Find each line below where the word "UserManager" occurs, and copy it.
+ + +
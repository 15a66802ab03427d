//! User service - Handles user-related business logic.
//!
//! Owns the cache policy for user lookups:
//! - reads go to the cache first and populate it on a miss,
//! - creates never touch the cache,
//! - updates refresh the cache only for keys that are already cached,
//! - deletes always evict.

use async_trait::async_trait;
use std::sync::Arc;
use validator::Validate;

use crate::config::CACHE_NAMESPACE_USERS;
use crate::domain::{User, UserRequest};
use crate::errors::{AppError, AppResult};
use crate::infra::{CacheStore, UserRepository};

/// User service trait for dependency injection.
#[async_trait]
pub trait UserService: Send + Sync {
    /// Get user by ID, served from cache when possible
    async fn get_user(&self, user_id: &str) -> AppResult<User>;

    /// Create a new user with a generated ID
    async fn create_user(&self, request: UserRequest) -> AppResult<User>;

    /// Overwrite a user's mutable fields
    async fn update_user(&self, user_id: &str, request: UserRequest) -> AppResult<User>;

    /// Delete a user and evict its cache entry
    async fn delete_user(&self, user_id: &str) -> AppResult<()>;
}

/// Concrete implementation of UserService over a store and a cache.
pub struct UserManager {
    repo: Arc<dyn UserRepository>,
    cache: Arc<dyn CacheStore>,
}

impl UserManager {
    /// Create new user service instance
    pub fn new(repo: Arc<dyn UserRepository>, cache: Arc<dyn CacheStore>) -> Self {
        Self { repo, cache }
    }

    /// Load the user an update or delete targets
    async fn find_existing(&self, user_id: &str) -> AppResult<User> {
        self.repo
            .find_by_id(user_id)
            .await?
            .ok_or_else(|| AppError::not_found_on_change(user_id))
    }

    /// Overwrite the cached copy of a hot key. Cold keys stay cold.
    ///
    /// When the cache cannot be read or written the entry is evicted instead,
    /// so a failed refresh never leaves the previous version behind.
    async fn refresh_if_cached(&self, user: &User) -> AppResult<()> {
        let key = user.user_id.as_str();

        let outcome = match self.cache.get(CACHE_NAMESPACE_USERS, key).await {
            Ok(None) => return Ok(()),
            Ok(Some(_)) => self.cache.put(CACHE_NAMESPACE_USERS, key, user).await,
            Err(e) => Err(e),
        };

        match outcome {
            Ok(()) => {
                tracing::debug!(user_id = %key, "Refreshed cached user");
                Ok(())
            }
            Err(e) => {
                tracing::warn!(user_id = %key, error = %e, "Cache refresh failed, evicting entry");
                self.cache.evict(CACHE_NAMESPACE_USERS, key).await
            }
        }
    }
}

#[async_trait]
impl UserService for UserManager {
    async fn get_user(&self, user_id: &str) -> AppResult<User> {
        ensure_user_id(user_id)?;

        match self.cache.get(CACHE_NAMESPACE_USERS, user_id).await {
            Ok(Some(user)) => return Ok(user),
            Ok(None) => {}
            Err(e) => {
                tracing::warn!(user_id, error = %e, "Cache read failed, falling back to store");
            }
        }

        tracing::info!(user_id, "Fetching user from the database");
        let user = self
            .repo
            .find_by_id(user_id)
            .await?
            .ok_or_else(|| AppError::not_found(user_id))?;

        if let Err(e) = self.cache.put(CACHE_NAMESPACE_USERS, user_id, &user).await {
            tracing::warn!(user_id, error = %e, "Failed to populate cache");
        }

        Ok(user)
    }

    async fn create_user(&self, request: UserRequest) -> AppResult<User> {
        request.validate()?;

        let user = User::create(request);
        tracing::info!(user_id = %user.user_id, "Creating user");

        self.repo.save(user).await
    }

    async fn update_user(&self, user_id: &str, request: UserRequest) -> AppResult<User> {
        ensure_user_id(user_id)?;
        request.validate()?;

        let mut user = self.find_existing(user_id).await?;
        user.apply(request);

        let saved = self.repo.save(user).await?;
        tracing::info!(user_id, "Updated user");

        self.refresh_if_cached(&saved).await?;
        Ok(saved)
    }

    async fn delete_user(&self, user_id: &str) -> AppResult<()> {
        ensure_user_id(user_id)?;

        self.find_existing(user_id).await?;
        self.repo.delete_by_id(user_id).await?;
        self.cache.evict(CACHE_NAMESPACE_USERS, user_id).await?;

        tracing::info!(user_id, "Deleted user and evicted cache entry");
        Ok(())
    }
}

fn ensure_user_id(user_id: &str) -> AppResult<()> {
    if user_id.trim().is_empty() {
        return Err(AppError::validation("userId must not be empty"));
    }
    Ok(())
}

#[cfg(test)]
mod tests {
    use super::*;
    use crate::infra::{MockCacheStore, MockUserRepository};

    fn sample_user(id: &str) -> User {
        User {
            user_id: id.to_string(),
            user_name: "alice".to_string(),
            email: "a@x.com".to_string(),
            phone_number: None,
            address: None,
        }
    }

    fn request(name: &str) -> UserRequest {
        UserRequest {
            user_name: name.to_string(),
            email: "a@x.com".to_string(),
            phone_number: Some("0123456789".to_string()),
            address: Some("Elm Street".to_string()),
        }
    }

    fn service(repo: MockUserRepository, cache: MockCacheStore) -> UserManager {
        UserManager::new(Arc::new(repo), Arc::new(cache))
    }

    #[tokio::test]
    async fn test_get_user_cache_hit_skips_store() {
        let mut repo = MockUserRepository::new();
        repo.expect_find_by_id().times(0);

        let mut cache = MockCacheStore::new();
        cache
            .expect_get()
            .times(1)
            .returning(|_, key| Ok(Some(sample_user(key))));
        cache.expect_put().times(0);

        let user = service(repo, cache).get_user("u1").await.unwrap();
        assert_eq!(user.user_id, "u1");
    }

    #[tokio::test]
    async fn test_get_user_miss_reads_store_and_populates() {
        let mut repo = MockUserRepository::new();
        repo.expect_find_by_id()
            .times(1)
            .returning(|id| Ok(Some(sample_user(id))));

        let mut cache = MockCacheStore::new();
        cache.expect_get().times(1).returning(|_, _| Ok(None));
        cache
            .expect_put()
            .times(1)
            .withf(|_, _, user| user.user_id == "u1")
            .returning(|_, _, _| Ok(()));

        let user = service(repo, cache).get_user("u1").await.unwrap();
        assert_eq!(user.user_name, "alice");
    }

    #[tokio::test]
    async fn test_get_user_not_found_does_not_cache() {
        let mut repo = MockUserRepository::new();
        repo.expect_find_by_id().times(1).returning(|_| Ok(None));

        let mut cache = MockCacheStore::new();
        cache.expect_get().returning(|_, _| Ok(None));
        cache.expect_put().times(0);

        let result = service(repo, cache).get_user("ghost").await;
        assert!(
            matches!(result, Err(AppError::NotFound(msg)) if msg == "User not found for the Id ghost")
        );
    }

    #[tokio::test]
    async fn test_get_user_falls_back_when_cache_unavailable() {
        let mut repo = MockUserRepository::new();
        repo.expect_find_by_id()
            .times(1)
            .returning(|id| Ok(Some(sample_user(id))));

        let mut cache = MockCacheStore::new();
        cache
            .expect_get()
            .returning(|_, _| Err(AppError::internal("cache down")));
        cache
            .expect_put()
            .returning(|_, _, _| Err(AppError::internal("cache down")));

        let user = service(repo, cache).get_user("u1").await.unwrap();
        assert_eq!(user.user_id, "u1");
    }

    #[tokio::test]
    async fn test_get_user_rejects_blank_id() {
        let repo = MockUserRepository::new();
        let cache = MockCacheStore::new();

        let result = service(repo, cache).get_user("  ").await;
        assert!(matches!(result, Err(AppError::Validation(_))));
    }

    #[tokio::test]
    async fn test_create_user_generates_id_without_caching() {
        let mut repo = MockUserRepository::new();
        repo.expect_save().times(1).returning(Ok);

        // No cache expectations: any cache call would panic
        let cache = MockCacheStore::new();

        let user = service(repo, cache)
            .create_user(request("alice"))
            .await
            .unwrap();
        assert!(!user.user_id.is_empty());
        assert_eq!(user.user_name, "alice");
    }

    #[tokio::test]
    async fn test_create_user_validation_happens_before_store() {
        let mut repo = MockUserRepository::new();
        repo.expect_save().times(0);
        let cache = MockCacheStore::new();

        let mut bad = request("al");
        bad.email = "nope".to_string();

        let result = service(repo, cache).create_user(bad).await;
        match result {
            Err(AppError::Validation(msg)) => {
                assert!(msg.contains("Username must be between 3 and 50 characters"));
                assert!(msg.contains("Invalid email format"));
            }
            other => panic!("expected validation error, got {:?}", other),
        }
    }

    #[tokio::test]
    async fn test_create_user_surfaces_conflict() {
        let mut repo = MockUserRepository::new();
        repo.expect_save()
            .returning(|_| Err(AppError::conflict("Email")));
        let cache = MockCacheStore::new();

        let result = service(repo, cache).create_user(request("alice")).await;
        assert!(matches!(result, Err(AppError::Conflict(_))));
    }

    #[tokio::test]
    async fn test_update_cold_key_does_not_populate_cache() {
        let mut repo = MockUserRepository::new();
        repo.expect_find_by_id()
            .returning(|id| Ok(Some(sample_user(id))));
        repo.expect_save().times(1).returning(Ok);

        let mut cache = MockCacheStore::new();
        cache.expect_get().times(1).returning(|_, _| Ok(None));
        cache.expect_put().times(0);
        cache.expect_evict().times(0);

        let user = service(repo, cache)
            .update_user("u1", request("alice2"))
            .await
            .unwrap();
        assert_eq!(user.user_id, "u1");
        assert_eq!(user.user_name, "alice2");
    }

    #[tokio::test]
    async fn test_update_hot_key_overwrites_cache() {
        let mut repo = MockUserRepository::new();
        repo.expect_find_by_id()
            .returning(|id| Ok(Some(sample_user(id))));
        repo.expect_save().returning(Ok);

        let mut cache = MockCacheStore::new();
        cache
            .expect_get()
            .returning(|_, key| Ok(Some(sample_user(key))));
        cache
            .expect_put()
            .times(1)
            .withf(|_, _, user| user.user_name == "alice2")
            .returning(|_, _, _| Ok(()));

        let user = service(repo, cache)
            .update_user("u1", request("alice2"))
            .await
            .unwrap();
        assert_eq!(user.address.as_deref(), Some("Elm Street"));
    }

    #[tokio::test]
    async fn test_update_evicts_when_refresh_fails() {
        let mut repo = MockUserRepository::new();
        repo.expect_find_by_id()
            .returning(|id| Ok(Some(sample_user(id))));
        repo.expect_save().returning(Ok);

        let mut cache = MockCacheStore::new();
        cache
            .expect_get()
            .returning(|_, key| Ok(Some(sample_user(key))));
        cache
            .expect_put()
            .returning(|_, _, _| Err(AppError::internal("write failed")));
        cache.expect_evict().times(1).returning(|_, _| Ok(()));

        let result = service(repo, cache)
            .update_user("u1", request("alice2"))
            .await;
        assert!(result.is_ok());
    }

    #[tokio::test]
    async fn test_update_evicts_when_cache_lookup_fails() {
        let mut repo = MockUserRepository::new();
        repo.expect_find_by_id()
            .returning(|id| Ok(Some(sample_user(id))));
        repo.expect_save().returning(Ok);

        let mut cache = MockCacheStore::new();
        cache
            .expect_get()
            .times(1)
            .returning(|_, _| Err(AppError::internal("read failed")));
        cache.expect_put().times(0);
        cache
            .expect_evict()
            .times(1)
            .withf(|_, key| key.to_string() == "u1")
            .returning(|_, _| Ok(()));

        let user = service(repo, cache)
            .update_user("u1", request("alice2"))
            .await
            .unwrap();
        assert_eq!(user.user_name, "alice2");
    }

    #[tokio::test]
    async fn test_update_propagates_failed_eviction_after_refresh_error() {
        let mut repo = MockUserRepository::new();
        repo.expect_find_by_id()
            .returning(|id| Ok(Some(sample_user(id))));
        repo.expect_save().times(1).returning(Ok);

        let mut cache = MockCacheStore::new();
        cache
            .expect_get()
            .returning(|_, key| Ok(Some(sample_user(key))));
        cache
            .expect_put()
            .returning(|_, _, _| Err(AppError::internal("write failed")));
        cache
            .expect_evict()
            .times(1)
            .returning(|_, _| Err(AppError::internal("evict failed")));

        let result = service(repo, cache)
            .update_user("u1", request("alice2"))
            .await;
        assert!(matches!(result, Err(AppError::Internal(msg)) if msg == "evict failed"));
    }

    #[tokio::test]
    async fn test_update_missing_user_is_not_found() {
        let mut repo = MockUserRepository::new();
        repo.expect_find_by_id().returning(|_| Ok(None));
        repo.expect_save().times(0);
        let cache = MockCacheStore::new();

        let result = service(repo, cache)
            .update_user("ghost", request("alice2"))
            .await;
        assert!(
            matches!(result, Err(AppError::NotFound(msg)) if msg == "User not found for the Id - ghost")
        );
    }

    #[tokio::test]
    async fn test_delete_user_evicts_unconditionally() {
        let mut repo = MockUserRepository::new();
        repo.expect_find_by_id()
            .returning(|id| Ok(Some(sample_user(id))));
        repo.expect_delete_by_id().times(1).returning(|_| Ok(()));

        let mut cache = MockCacheStore::new();
        cache.expect_evict().times(1).returning(|_, _| Ok(()));

        assert!(service(repo, cache).delete_user("u1").await.is_ok());
    }

    #[tokio::test]
    async fn test_delete_missing_user_is_not_found() {
        let mut repo = MockUserRepository::new();
        repo.expect_find_by_id().returning(|_| Ok(None));
        repo.expect_delete_by_id().times(0);

        let mut cache = MockCacheStore::new();
        cache.expect_evict().times(0);

        let result = service(repo, cache).delete_user("ghost").await;
        assert!(
            matches!(result, Err(AppError::NotFound(msg)) if msg == "User not found for the Id - ghost")
        );
    }

    #[tokio::test]
    async fn test_delete_propagates_eviction_failure() {
        let mut repo = MockUserRepository::new();
        repo.expect_find_by_id()
            .returning(|id| Ok(Some(sample_user(id))));
        repo.expect_delete_by_id().returning(|_| Ok(()));

        let mut cache = MockCacheStore::new();
        cache
            .expect_evict()
            .returning(|_, _| Err(AppError::internal("cache down")));

        let result = service(repo, cache).delete_user("u1").await;
        assert!(matches!(result, Err(AppError::Internal(_))));
    }
}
+ + +
= Answer to this task =
pub struct UserManager {
impl UserManager {
impl UserService for UserManager {
    fn service(repo: MockUserRepository, cache: MockCacheStore) -> UserManager {
        UserManager::new(Arc::new(repo), Arc::new(cache))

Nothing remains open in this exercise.